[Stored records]
--------------------------------

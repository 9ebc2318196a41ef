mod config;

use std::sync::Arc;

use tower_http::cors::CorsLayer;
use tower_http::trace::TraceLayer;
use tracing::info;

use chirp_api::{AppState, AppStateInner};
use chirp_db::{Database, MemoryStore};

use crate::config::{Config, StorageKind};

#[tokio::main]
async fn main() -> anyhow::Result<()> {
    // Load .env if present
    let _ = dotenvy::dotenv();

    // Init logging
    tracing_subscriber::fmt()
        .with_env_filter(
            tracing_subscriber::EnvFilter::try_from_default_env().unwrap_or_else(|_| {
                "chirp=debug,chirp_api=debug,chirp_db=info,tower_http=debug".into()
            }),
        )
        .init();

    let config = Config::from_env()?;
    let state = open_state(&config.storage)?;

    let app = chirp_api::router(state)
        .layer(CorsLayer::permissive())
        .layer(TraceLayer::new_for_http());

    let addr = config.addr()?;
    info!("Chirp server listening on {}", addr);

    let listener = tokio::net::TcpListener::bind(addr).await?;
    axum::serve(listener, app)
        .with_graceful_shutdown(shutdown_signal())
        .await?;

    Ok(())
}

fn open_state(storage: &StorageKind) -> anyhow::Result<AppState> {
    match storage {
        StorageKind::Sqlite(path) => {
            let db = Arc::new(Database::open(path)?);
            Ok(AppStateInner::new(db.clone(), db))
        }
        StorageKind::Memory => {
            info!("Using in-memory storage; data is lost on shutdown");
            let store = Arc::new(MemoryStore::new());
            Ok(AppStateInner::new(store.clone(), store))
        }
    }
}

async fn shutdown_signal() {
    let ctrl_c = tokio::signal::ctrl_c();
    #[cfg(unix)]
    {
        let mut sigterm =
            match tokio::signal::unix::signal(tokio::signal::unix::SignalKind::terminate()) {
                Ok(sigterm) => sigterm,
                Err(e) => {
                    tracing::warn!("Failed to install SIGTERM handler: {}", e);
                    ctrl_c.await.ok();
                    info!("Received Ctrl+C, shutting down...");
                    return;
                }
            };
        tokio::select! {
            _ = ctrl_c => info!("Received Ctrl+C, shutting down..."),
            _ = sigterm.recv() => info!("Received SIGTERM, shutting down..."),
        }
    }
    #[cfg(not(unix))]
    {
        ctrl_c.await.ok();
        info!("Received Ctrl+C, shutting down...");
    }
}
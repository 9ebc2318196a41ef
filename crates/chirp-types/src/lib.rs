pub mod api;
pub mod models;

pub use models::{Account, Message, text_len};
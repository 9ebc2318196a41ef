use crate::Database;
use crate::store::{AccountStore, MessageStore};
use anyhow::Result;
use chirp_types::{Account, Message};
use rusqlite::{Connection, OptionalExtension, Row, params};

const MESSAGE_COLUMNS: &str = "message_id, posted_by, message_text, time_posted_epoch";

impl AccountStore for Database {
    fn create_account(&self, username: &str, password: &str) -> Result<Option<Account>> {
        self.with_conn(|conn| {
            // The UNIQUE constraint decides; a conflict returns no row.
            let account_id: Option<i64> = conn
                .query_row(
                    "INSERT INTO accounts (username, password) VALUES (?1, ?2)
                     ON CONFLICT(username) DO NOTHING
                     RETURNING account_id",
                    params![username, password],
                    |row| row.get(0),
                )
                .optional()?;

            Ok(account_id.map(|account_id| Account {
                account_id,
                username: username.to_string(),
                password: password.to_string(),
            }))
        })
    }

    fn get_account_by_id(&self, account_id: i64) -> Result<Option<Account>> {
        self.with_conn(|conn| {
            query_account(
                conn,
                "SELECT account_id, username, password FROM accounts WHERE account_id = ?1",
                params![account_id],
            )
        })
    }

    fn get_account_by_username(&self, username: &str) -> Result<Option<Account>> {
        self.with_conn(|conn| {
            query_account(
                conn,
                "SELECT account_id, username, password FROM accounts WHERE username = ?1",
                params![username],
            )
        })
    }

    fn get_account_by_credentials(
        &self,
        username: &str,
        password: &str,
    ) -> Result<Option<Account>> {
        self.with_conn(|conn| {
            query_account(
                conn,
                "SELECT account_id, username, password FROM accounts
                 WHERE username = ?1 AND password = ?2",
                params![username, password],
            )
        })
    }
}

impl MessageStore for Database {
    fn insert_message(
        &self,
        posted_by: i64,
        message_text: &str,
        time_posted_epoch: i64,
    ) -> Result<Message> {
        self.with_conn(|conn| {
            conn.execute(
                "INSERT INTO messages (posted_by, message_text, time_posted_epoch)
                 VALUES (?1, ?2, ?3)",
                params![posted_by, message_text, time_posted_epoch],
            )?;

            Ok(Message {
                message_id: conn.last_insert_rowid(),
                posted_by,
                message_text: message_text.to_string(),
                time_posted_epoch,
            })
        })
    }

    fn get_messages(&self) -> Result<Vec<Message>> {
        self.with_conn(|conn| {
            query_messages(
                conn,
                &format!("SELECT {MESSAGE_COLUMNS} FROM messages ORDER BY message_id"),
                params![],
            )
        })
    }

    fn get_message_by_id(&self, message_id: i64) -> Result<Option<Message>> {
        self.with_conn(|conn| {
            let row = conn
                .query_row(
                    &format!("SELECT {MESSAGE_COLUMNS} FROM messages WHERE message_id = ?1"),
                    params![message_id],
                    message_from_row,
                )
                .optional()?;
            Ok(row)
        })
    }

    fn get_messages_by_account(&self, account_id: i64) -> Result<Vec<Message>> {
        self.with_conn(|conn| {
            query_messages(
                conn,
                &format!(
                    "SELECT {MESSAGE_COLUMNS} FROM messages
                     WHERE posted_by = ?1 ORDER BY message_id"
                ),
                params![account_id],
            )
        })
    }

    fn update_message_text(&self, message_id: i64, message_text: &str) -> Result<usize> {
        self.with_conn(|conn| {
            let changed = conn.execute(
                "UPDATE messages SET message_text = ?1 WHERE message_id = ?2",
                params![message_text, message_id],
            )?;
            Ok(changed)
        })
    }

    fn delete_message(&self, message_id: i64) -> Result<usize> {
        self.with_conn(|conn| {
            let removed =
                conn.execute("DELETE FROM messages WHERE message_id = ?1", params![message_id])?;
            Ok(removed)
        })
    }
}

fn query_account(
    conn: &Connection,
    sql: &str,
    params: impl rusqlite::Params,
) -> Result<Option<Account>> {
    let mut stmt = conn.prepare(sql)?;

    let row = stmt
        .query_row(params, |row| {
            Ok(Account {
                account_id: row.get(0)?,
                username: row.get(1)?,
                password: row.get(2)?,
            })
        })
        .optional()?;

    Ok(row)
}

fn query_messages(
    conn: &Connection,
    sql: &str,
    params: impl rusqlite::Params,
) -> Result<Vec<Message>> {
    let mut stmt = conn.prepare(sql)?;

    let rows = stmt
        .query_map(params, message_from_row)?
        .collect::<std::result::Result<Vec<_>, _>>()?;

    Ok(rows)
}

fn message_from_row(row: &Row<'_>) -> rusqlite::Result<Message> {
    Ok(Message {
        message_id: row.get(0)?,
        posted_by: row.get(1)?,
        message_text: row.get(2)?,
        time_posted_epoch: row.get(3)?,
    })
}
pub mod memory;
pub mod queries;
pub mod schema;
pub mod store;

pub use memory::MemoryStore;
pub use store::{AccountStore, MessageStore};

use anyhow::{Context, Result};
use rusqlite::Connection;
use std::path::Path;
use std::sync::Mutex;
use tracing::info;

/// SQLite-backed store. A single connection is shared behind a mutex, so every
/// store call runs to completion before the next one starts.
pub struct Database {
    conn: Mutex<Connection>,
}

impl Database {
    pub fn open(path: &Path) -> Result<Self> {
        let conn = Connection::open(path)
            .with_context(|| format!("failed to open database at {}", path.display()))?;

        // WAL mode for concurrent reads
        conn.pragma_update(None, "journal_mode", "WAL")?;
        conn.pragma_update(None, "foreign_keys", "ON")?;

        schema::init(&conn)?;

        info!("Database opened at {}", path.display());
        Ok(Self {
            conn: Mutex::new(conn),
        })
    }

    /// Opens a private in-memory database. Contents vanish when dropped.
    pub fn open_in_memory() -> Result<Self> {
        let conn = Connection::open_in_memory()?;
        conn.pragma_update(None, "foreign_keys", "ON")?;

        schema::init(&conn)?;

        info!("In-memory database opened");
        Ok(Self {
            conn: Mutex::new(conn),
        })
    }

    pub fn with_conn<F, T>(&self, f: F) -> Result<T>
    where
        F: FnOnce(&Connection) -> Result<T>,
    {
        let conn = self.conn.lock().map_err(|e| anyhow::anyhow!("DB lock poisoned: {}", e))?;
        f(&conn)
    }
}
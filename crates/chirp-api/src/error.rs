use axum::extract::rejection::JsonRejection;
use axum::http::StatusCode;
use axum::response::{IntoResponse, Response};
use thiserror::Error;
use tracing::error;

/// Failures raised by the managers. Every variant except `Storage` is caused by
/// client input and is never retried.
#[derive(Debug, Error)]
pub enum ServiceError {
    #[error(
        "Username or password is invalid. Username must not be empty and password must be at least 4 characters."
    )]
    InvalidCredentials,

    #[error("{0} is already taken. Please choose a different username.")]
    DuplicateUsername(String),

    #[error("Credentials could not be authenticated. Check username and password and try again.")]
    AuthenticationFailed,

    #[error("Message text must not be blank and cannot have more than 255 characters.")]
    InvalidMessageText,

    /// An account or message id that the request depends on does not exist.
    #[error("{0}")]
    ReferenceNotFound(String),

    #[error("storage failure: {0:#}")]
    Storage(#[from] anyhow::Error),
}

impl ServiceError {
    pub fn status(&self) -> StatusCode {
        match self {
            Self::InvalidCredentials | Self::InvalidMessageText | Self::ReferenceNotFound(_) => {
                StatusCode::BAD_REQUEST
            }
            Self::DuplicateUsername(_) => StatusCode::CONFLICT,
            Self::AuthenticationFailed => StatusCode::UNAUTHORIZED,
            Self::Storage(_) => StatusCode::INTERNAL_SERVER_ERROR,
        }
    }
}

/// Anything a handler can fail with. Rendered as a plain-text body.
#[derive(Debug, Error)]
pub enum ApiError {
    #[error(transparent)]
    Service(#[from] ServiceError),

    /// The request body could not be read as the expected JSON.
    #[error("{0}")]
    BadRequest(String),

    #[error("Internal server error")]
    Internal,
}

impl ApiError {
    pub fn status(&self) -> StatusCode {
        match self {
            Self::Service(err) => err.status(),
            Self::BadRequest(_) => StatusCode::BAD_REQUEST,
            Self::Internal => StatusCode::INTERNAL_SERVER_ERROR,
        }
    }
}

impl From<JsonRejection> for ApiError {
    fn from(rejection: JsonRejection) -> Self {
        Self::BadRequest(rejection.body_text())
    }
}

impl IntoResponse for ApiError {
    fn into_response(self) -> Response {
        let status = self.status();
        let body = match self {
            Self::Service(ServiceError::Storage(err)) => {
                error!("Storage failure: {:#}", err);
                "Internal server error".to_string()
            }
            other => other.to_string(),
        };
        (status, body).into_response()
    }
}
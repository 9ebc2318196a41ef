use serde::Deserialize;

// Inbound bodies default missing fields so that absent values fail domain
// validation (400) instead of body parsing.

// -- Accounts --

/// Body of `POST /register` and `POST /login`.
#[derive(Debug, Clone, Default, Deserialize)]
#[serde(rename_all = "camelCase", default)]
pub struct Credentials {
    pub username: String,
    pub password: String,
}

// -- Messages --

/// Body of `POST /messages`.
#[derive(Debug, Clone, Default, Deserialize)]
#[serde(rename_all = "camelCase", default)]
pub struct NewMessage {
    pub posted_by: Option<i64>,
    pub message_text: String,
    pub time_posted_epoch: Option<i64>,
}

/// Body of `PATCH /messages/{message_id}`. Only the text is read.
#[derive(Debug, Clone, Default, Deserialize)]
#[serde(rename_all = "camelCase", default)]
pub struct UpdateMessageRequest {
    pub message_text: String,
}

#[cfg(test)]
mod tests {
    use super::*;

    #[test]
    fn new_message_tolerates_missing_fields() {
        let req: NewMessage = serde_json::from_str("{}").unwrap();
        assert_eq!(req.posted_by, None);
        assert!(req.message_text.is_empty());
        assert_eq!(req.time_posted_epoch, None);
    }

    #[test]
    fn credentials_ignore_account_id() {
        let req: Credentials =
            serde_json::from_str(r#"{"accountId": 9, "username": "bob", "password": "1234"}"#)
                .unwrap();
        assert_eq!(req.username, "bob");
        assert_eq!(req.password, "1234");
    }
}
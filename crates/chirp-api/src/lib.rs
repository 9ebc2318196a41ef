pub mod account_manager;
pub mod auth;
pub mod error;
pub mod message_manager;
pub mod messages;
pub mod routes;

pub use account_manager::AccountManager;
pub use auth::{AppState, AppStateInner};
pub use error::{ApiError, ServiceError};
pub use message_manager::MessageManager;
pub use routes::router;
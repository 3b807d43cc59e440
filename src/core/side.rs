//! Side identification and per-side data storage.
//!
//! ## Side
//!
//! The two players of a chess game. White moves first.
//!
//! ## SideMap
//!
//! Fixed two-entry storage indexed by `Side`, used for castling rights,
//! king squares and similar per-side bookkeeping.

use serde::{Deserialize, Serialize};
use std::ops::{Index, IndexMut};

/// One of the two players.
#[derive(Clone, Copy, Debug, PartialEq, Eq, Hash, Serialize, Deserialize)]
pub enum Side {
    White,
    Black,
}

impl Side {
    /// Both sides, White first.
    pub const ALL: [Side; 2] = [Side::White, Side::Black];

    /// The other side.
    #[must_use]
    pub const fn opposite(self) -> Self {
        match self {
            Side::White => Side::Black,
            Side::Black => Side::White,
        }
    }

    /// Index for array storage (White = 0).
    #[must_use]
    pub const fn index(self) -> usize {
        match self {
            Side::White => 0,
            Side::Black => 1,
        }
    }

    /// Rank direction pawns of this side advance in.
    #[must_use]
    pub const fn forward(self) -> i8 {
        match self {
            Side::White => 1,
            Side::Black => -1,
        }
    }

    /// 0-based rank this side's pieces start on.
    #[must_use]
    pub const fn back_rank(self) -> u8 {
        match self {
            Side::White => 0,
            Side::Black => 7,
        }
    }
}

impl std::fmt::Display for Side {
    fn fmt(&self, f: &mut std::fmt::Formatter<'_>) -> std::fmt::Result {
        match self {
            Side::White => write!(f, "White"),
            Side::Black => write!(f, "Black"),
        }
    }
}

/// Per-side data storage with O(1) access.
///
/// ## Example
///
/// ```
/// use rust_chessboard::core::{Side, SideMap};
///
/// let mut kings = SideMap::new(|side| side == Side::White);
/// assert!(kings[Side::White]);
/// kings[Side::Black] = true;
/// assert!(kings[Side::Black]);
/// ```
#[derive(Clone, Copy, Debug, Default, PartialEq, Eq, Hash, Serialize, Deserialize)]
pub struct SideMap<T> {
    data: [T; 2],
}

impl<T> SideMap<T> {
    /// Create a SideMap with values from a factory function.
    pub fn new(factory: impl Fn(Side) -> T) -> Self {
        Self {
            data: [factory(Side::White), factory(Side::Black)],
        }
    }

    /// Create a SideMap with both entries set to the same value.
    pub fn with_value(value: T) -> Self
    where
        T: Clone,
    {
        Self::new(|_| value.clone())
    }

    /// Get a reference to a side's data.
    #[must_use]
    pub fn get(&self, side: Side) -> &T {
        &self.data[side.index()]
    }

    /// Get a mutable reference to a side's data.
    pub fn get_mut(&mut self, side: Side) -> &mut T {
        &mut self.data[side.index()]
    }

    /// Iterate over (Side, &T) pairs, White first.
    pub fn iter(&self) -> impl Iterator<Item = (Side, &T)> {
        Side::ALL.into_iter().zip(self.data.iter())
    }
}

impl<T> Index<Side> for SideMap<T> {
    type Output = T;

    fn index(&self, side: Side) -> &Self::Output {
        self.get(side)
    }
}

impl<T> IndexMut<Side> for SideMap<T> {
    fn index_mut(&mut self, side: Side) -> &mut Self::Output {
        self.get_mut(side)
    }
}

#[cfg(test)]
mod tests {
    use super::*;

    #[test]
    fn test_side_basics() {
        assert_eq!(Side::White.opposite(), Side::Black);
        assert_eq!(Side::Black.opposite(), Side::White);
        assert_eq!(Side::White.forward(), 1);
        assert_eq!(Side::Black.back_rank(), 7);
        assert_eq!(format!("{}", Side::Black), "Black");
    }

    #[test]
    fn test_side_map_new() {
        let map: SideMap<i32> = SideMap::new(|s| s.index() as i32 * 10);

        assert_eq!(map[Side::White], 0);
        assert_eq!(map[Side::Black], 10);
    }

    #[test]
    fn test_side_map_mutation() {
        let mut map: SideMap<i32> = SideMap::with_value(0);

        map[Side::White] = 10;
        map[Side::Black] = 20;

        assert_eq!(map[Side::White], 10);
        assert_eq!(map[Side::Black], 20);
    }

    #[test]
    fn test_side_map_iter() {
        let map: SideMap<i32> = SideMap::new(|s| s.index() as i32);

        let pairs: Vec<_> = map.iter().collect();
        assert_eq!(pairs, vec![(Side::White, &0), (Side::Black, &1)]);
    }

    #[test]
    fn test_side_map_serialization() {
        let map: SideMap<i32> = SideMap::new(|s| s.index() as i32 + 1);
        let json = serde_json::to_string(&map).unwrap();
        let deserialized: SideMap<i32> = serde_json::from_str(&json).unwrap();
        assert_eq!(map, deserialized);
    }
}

--------------------------------

Exercise prompt
Copy out every line from the data above that has "opened" in it.

Response box
        info!("Database opened at {}", path.display());
        info!("In-memory database opened");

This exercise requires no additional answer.